- [WHAT THE TASK REQUIRES]:
What lines in the material hold the string "TypingEvent"? Copy out each of them.

[Start of Attachment]

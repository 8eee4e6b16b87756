use palaver_core::{UserId, implement, matrix::IndexedEvent};
use tokio::sync::{mpsc, oneshot};
use tracing::trace;

/// Park a waiter for this user. The returned channel terminates exactly
/// once: with the next delivered event, or empty upon cancellation.
#[implement(super::Service)]
pub fn listen(
	&self,
	user_id: &UserId,
	cancel: oneshot::Receiver<()>,
) -> mpsc::Receiver<IndexedEvent> {
	let (sender, receiver) = mpsc::channel(1);
	self.watchers
		.lock()
		.expect("locked")
		.entry(user_id.clone())
		.or_default()
		.push(sender.clone());

	trace!(%user_id, "parked waiter");

	// The background waiter disarms the channel on cancellation; dropping
	// the last sender closes it towards the reader.
	let services = self.services.clone();
	let user_id = user_id.clone();
	tokio::spawn(async move {
		let _ = cancel.await;
		services.sync.disarm(&user_id, &sender);
	});

	receiver
}

/// Deliver an event to every waiter of each recipient and clear their
/// lists. The channels are buffered with capacity one, so delivery never
/// blocks the sender; a waiter that was cancelled in the meantime is
/// simply gone.
#[implement(super::Service)]
pub fn send<'a, I>(&self, recipients: I, event: &IndexedEvent)
where
	I: IntoIterator<Item = &'a UserId>,
{
	let mut watchers = self.watchers.lock().expect("locked");
	for user_id in recipients {
		let Some(waiters) = watchers.remove(user_id) else {
			continue;
		};

		trace!(%user_id, count = waiters.len(), "waking waiters");
		for waiter in waiters {
			waiter.try_send(event.clone()).ok();
		}
	}
}

#[implement(super::Service)]
fn disarm(&self, user_id: &UserId, sender: &mpsc::Sender<IndexedEvent>) {
	let mut watchers = self.watchers.lock().expect("locked");
	if let Some(waiters) = watchers.get_mut(user_id) {
		waiters.retain(|waiter| !waiter.same_channel(sender));
		if waiters.is_empty() {
			watchers.remove(user_id);
		}
	}
}

#[cfg(test)]
mod tests {
	use std::sync::Arc;

	use palaver_core::{
		Config, Server,
		matrix::{
			RoomId, Timestamp, TypingEvent, UserId,
			event::{IndexedEvent, TypingContent},
		},
	};
	use tokio::sync::oneshot;

	use crate::Services;

	fn services() -> Arc<Services> {
		let server = Arc::new(Server::new(Config::default(), None));
		Services::build(server).expect("services built")
	}

	fn typing_event(index: u64) -> IndexedEvent {
		IndexedEvent {
			event: TypingEvent {
				room_id: RoomId::new("room", "test"),
				content: TypingContent::default(),
			}
			.into(),
			index,
		}
	}

	#[tokio::test]
	async fn waiter_receives_one_event_then_closes() {
		let services = services();
		let alice = UserId::new("alice", "test");
		let (_cancel_tx, cancel_rx) = oneshot::channel();

		let mut receiver = services.sync.listen(&alice, cancel_rx);
		services
			.sync
			.send([&alice], &typing_event(7));

		let received = receiver.recv().await.expect("event delivered");
		assert_eq!(received.index, 7);
		assert!(receiver.recv().await.is_none());
	}

	#[tokio::test]
	async fn cancellation_closes_the_channel_empty() {
		let services = services();
		let alice = UserId::new("alice", "test");
		let (cancel_tx, cancel_rx) = oneshot::channel();

		let mut receiver = services.sync.listen(&alice, cancel_rx);
		cancel_tx.send(()).ok();

		assert!(receiver.recv().await.is_none());

		// a later send finds no waiter and must not block
		services
			.sync
			.send([&alice], &typing_event(1));
	}

	#[tokio::test]
	async fn all_waiters_of_a_recipient_wake() {
		let services = services();
		let alice = UserId::new("alice", "test");
		let bob = UserId::new("bob", "test");
		let (_tx1, rx1) = oneshot::channel();
		let (_tx2, rx2) = oneshot::channel();
		let (tx3, rx3) = oneshot::channel();

		let mut first = services.sync.listen(&alice, rx1);
		let mut second = services.sync.listen(&alice, rx2);
		let mut other = services.sync.listen(&bob, rx3);

		services
			.sync
			.send([&alice], &typing_event(3));

		assert_eq!(first.recv().await.expect("delivered").index, 3);
		assert_eq!(second.recv().await.expect("delivered").index, 3);

		// bob was not a recipient; his waiter only ends by cancellation
		tx3.send(()).ok();
		assert!(other.recv().await.is_none());
	}
}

[End of Attachment]

- [EXERCISE RESPONSE]:
			RoomId, Timestamp, TypingEvent, UserId,
			event: TypingEvent {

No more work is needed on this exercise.